During the 20th century the Turkish authorities oppressed, persecuted and terrorized the Greek and other Christian population of the town and of the surrounding area and nearby towns, so as to compel them to flee. Towards the beginning of 1913, the authorities exacted from the inhabitants payment for the upkeep of the Turkish fleet. Also, imposed further contribution from the Christians for the construction of Government buildings, a Turkish school, telephonic communications, national defence, etc. At the same time the most rigorous boycott was exercised, for the purpose to bring famine the dispersion to the Christian Communities. In addition, the importation of provisions into the town was prohibited under the penalty of death and no communication between the town and the other communities was allowed, and as another precaution the boats were rendered useless by the removal of the oars.

The coast was occupied briefly by Bulgarian forces on December 22, 1912 during the Balkan Wars, and again in 1920-22 by Greek forces during the Greco-Turkish War, this time with the support of the local Greek and Armenian people. Şarköy was a district in Thrace province between 1922-1926 before returning to Tekirdağ province.

==The area today==
Şarköy and Mürefte are small country towns providing the surrounding villages with amenities such as medical care and high schools. 90% of the land is cultivated, vineyards and olive groves near the coast, with sunflowers, wheat, barley and tobacco inland.

Şarköy has the longest beach in Turkey, the 12th longest in the world and in 2006 was awarded a blue flag. The district includes 60 km of coastline for tourism, fishing and prawn fishing. It is possible to take a motorboat from here to Avşa or Marmara Island.

The land behind the coast has a micro-climate suitable for vineyards and wine-making; Şarköy is known for its wine and holds a wine festival each autumn. Güler Sabancı has a winery here making a Cabernet Sauvignon called Gulor. The area also produces olives.

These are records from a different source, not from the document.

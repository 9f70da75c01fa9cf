//! Deterministic ECDSA over the Stark curve.
//!
//! Nonces come from an RFC 6979 HMAC-SHA256 stream seeded with the private
//! key and the message hash, so signing never depends on an external RNG
//! and a given `(key, hash)` pair always produces the same signature.

use std::cmp::Ordering;
use std::ptr;
use std::sync::atomic::{compiler_fence, Ordering as MemOrdering};

use hmac::{Hmac, Mac};
use sha2::Sha256;

use crate::curve::{scalar_mul, AffinePoint, GENERATOR};
use crate::errors::{PointError, SignError, SignatureFormatError};
use crate::felt::{limbs_from_bytes_be, Felt};
use crate::fp::{self, CURVE_ORDER};

type HmacSha256 = Hmac<Sha256>;

/// Bound on `r = 0` / `s = 0` retries. Hitting it is a sign of a broken
/// nonce stream, not of bad luck.
const MAX_SIGN_ATTEMPTS: u32 = 64;

/// Bound on nonce candidates rejected for falling outside `[1, N)`.
const MAX_NONCE_CANDIDATES: u32 = 1024;

/// A private signing scalar in `[1, N)`. The backing memory is zeroed
/// when the key is dropped; the key is never printed.
pub struct SigningKey {
    secret: Felt,
}

impl SigningKey {
    pub fn from_secret_scalar(secret: Felt) -> Result<Self, SignError> {
        if secret.is_zero() || fp::cmp(&secret.0, &CURVE_ORDER) != Ordering::Less {
            return Err(SignError::InvalidScalar);
        }
        Ok(Self { secret })
    }

    /// Derive the public key, `secret · G`.
    pub fn verifying_key(&self) -> VerifyingKey {
        VerifyingKey {
            point: scalar_mul(&self.secret.0, &GENERATOR).to_affine(),
        }
    }

    /// Produce a deterministic signature over a message hash.
    pub fn sign(&self, message_hash: &Felt) -> Result<Signature, SignError> {
        let mut nonces = NonceStream::new(&self.secret, message_hash);
        let m = reduce_once(&message_hash.0);
        for _ in 0..MAX_SIGN_ATTEMPTS {
            let mut k = nonces.next_nonce()?;
            let r_point = scalar_mul(&k.0, &GENERATOR).to_affine();
            let r = reduce_once(&r_point.x().0);
            if fp::is_zero(&r) {
                zeroize_limbs(&mut k.0);
                continue;
            }
            // s = k⁻¹ · (m + r·secret) mod N
            let mut k_inv = fp::mod_inv(&k.0, &CURVE_ORDER);
            zeroize_limbs(&mut k.0);
            let rx = fp::mod_mul(&r, &self.secret.0, &CURVE_ORDER);
            let s = fp::mod_mul(&k_inv, &fp::mod_add(&m, &rx, &CURVE_ORDER), &CURVE_ORDER);
            zeroize_limbs(&mut k_inv);
            if fp::is_zero(&s) {
                continue;
            }
            return Ok(Signature {
                r: Felt(r),
                s: Felt(s),
            });
        }
        Err(SignError::NonceExhausted(MAX_SIGN_ATTEMPTS))
    }
}

impl Drop for SigningKey {
    fn drop(&mut self) {
        zeroize_limbs(&mut self.secret.0);
    }
}

impl std::fmt::Debug for SigningKey {
    fn fmt(&self, f: &mut std::fmt::Formatter<'_>) -> std::fmt::Result {
        f.write_str("SigningKey(..)")
    }
}

/// A public key: the full affine point. `stark_key()` is the canonical
/// x-coordinate identity.
#[derive(Debug, Clone, Copy, PartialEq, Eq)]
pub struct VerifyingKey {
    point: AffinePoint,
}

impl VerifyingKey {
    /// Lift public-key coordinates, checking the curve equation.
    pub fn from_coordinates(x: Felt, y: Felt) -> Result<Self, PointError> {
        Ok(Self {
            point: AffinePoint::from_xy(x, y)?,
        })
    }

    pub fn stark_key(&self) -> Felt {
        self.point.x()
    }

    pub fn point(&self) -> &AffinePoint {
        &self.point
    }

    /// The ECDSA verification equation. Malformed signatures (zero or
    /// out-of-range components) verify as `false` rather than erroring;
    /// use [`Signature::validate`] to surface the reason.
    pub fn verify(&self, message_hash: &Felt, signature: &Signature) -> bool {
        if signature.validate().is_err() {
            return false;
        }
        let m = reduce_once(&message_hash.0);
        let w = fp::mod_inv(&signature.s.0, &CURVE_ORDER);
        let u1 = fp::mod_mul(&m, &w, &CURVE_ORDER);
        let u2 = fp::mod_mul(&signature.r.0, &w, &CURVE_ORDER);
        let sum = scalar_mul(&u1, &GENERATOR).add(&scalar_mul(&u2, &self.point));
        if sum.is_identity() {
            return false;
        }
        reduce_once(&sum.to_affine().x().0) == signature.r.0
    }
}

/// An ECDSA signature, two field elements below the curve order.
#[derive(Debug, Clone, Copy, PartialEq, Eq)]
pub struct Signature {
    pub r: Felt,
    pub s: Felt,
}

impl Signature {
    pub fn new(r: Felt, s: Felt) -> Self {
        Self { r, s }
    }

    /// Normalize a signature felt array. Wallets return either `[r, s]`
    /// or `[r, s, v]` where `v` is a recovery hint; the hint is accepted
    /// and discarded.
    pub fn from_felts(parts: &[Felt]) -> Result<Self, SignatureFormatError> {
        match parts {
            [r, s] | [r, s, _] => Ok(Self { r: *r, s: *s }),
            _ => Err(SignatureFormatError::InvalidLength(parts.len())),
        }
    }

    /// Check both components are in `[1, N)`.
    pub fn validate(&self) -> Result<(), SignatureFormatError> {
        for component in [&self.r, &self.s] {
            if component.is_zero() {
                return Err(SignatureFormatError::ZeroComponent);
            }
            if fp::cmp(&component.0, &CURVE_ORDER) != Ordering::Less {
                return Err(SignatureFormatError::OutOfRange);
            }
        }
        Ok(())
    }
}

/// One conditional subtraction: maps a value below `P` (< 2N) into `[0, N)`.
fn reduce_once(value: &[u64; 4]) -> [u64; 4] {
    if fp::cmp(value, &CURVE_ORDER) == Ordering::Less {
        *value
    } else {
        fp::sub(value, &CURVE_ORDER).0
    }
}

/// RFC 6979 §3.2 HMAC_DRBG. Successive calls continue the stream, which
/// is what the bounded `r = 0` / `s = 0` retry consumes.
struct NonceStream {
    k: [u8; 32],
    v: [u8; 32],
    reseed: bool,
}

impl NonceStream {
    fn new(secret: &Felt, message_hash: &Felt) -> Self {
        let x = secret.to_bytes_be();
        let h = message_hash.to_bytes_be();
        let mut k = [0u8; 32];
        let mut v = [1u8; 32];
        k = hmac_sha256(&k, &[&v, &[0x00], &x, &h]);
        v = hmac_sha256(&k, &[&v]);
        k = hmac_sha256(&k, &[&v, &[0x01], &x, &h]);
        v = hmac_sha256(&k, &[&v]);
        Self { k, v, reseed: false }
    }

    fn next_nonce(&mut self) -> Result<Felt, SignError> {
        for _ in 0..MAX_NONCE_CANDIDATES {
            if self.reseed {
                self.k = hmac_sha256(&self.k, &[&self.v, &[0x00]]);
                self.v = hmac_sha256(&self.k, &[&self.v]);
            }
            self.reseed = true;
            self.v = hmac_sha256(&self.k, &[&self.v]);
            // take the leftmost 252 bits (the scalar size)
            let candidate = shr4(&limbs_from_bytes_be(&self.v));
            if !fp::is_zero(&candidate) && fp::cmp(&candidate, &CURVE_ORDER) == Ordering::Less {
                return Ok(Felt(candidate));
            }
        }
        Err(SignError::NonceExhausted(MAX_NONCE_CANDIDATES))
    }
}

impl Drop for NonceStream {
    fn drop(&mut self) {
        zeroize_bytes(&mut self.k);
        zeroize_bytes(&mut self.v);
    }
}

fn hmac_sha256(key: &[u8; 32], chunks: &[&[u8]]) -> [u8; 32] {
    let mut mac = HmacSha256::new_from_slice(key).expect("HMAC accepts any key length");
    for chunk in chunks {
        mac.update(chunk);
    }
    mac.finalize().into_bytes().into()
}

fn shr4(limbs: &[u64; 4]) -> [u64; 4] {
    let mut out = [0u64; 4];
    for i in 0..4 {
        out[i] = limbs[i] >> 4;
        if i < 3 {
            out[i] |= limbs[i + 1] << 60;
        }
    }
    out
}

fn zeroize_limbs(limbs: &mut [u64; 4]) {
    for limb in limbs {
        // volatile so the writes survive dead-store elimination
        unsafe { ptr::write_volatile(limb, 0) };
    }
    compiler_fence(MemOrdering::SeqCst);
}

fn zeroize_bytes(bytes: &mut [u8; 32]) {
    for byte in bytes {
        unsafe { ptr::write_volatile(byte, 0) };
    }
    compiler_fence(MemOrdering::SeqCst);
}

There is also an institute of Trakya University here.

==Composition==
There are 31 neighbourhoods in Şarköy District:

- Aşağıkalamış
- Beyoğlu
- Bulgur
- Camikebir
- Çengelli
- Çınarlı
- Cumhuriyet
- Eriklice
- Gaziköy
- Gölcük
- Güzelköy
- Hoşköy
- İğdebağları
- İshaklı
- İstiklal
- Kirazlı
- Kızılcaterzi
- Kocaali
- Mürefte
- Mursallı
- Palamut
- Şenköy
- Sofuköy
- Tepeköy
- Uçmakdere
- Ulaman
- Yayaağaç
- Yayaköy
- Yeniköy
- Yörgüç
- Yukarıkalamış

==Agriculture==
The coastline between Tekirdağ and Şarköy, particularly Uçmakdere and Mürefte, are important places for viticulture and winemaking. 22 of the 27 villages of Şarköy grow grape and produce wine. There are well-known wine producers in the region, including "Doluca", "Gülor", "Kutman", "Bağcı" and "Latif Aral". Other wine producers of the region is "Melen" in Hoşköy.

==Places of interest==
- Great Mosque of Gazi Süleyman Pasha
- Uçmakdere - (formerly 'Avdim') 36 km from Şarköy, on a winding road along the cliffs from Tekirdağ. Uçmakdere is a lovely seaside village on a rocky coast with pretty wine-growing countryside behind. A wine making centre since the Byzantine period, Greek-built wineries still active today. Ruins of a Byzantine monastery, once silk was made here too. Partridge shooting on the steep hillside behind the village, and also great views.
- Gaziköy - 25 km from Şarköy, 2700 years of history including; fossils, ruined Byzantine houses and churches, the castle named 'Ganos'
- Hoşköy - (formerly 'Hora') 16 km from Şarköy, another village with vineyards ('Melen' and others) and a long history
- Eriklice - an old-established seaside fishing village with vineyards and olive groves
- Mürefte - (formerly 'Myrióphyton') - 13 km from Şarköy, an ancient tree-lined village on a lovely coastline, with views of Marmara Island across the sea. Wine-making and olive-growing. There are guest houses and restaurants for those looking for a weekend escape from Istanbul. Wine-making is a large-scale modern industry here now, well known grape varieties such as semillon and gamay are grown alongside the traditional local varieties for use in wineries including Kutman.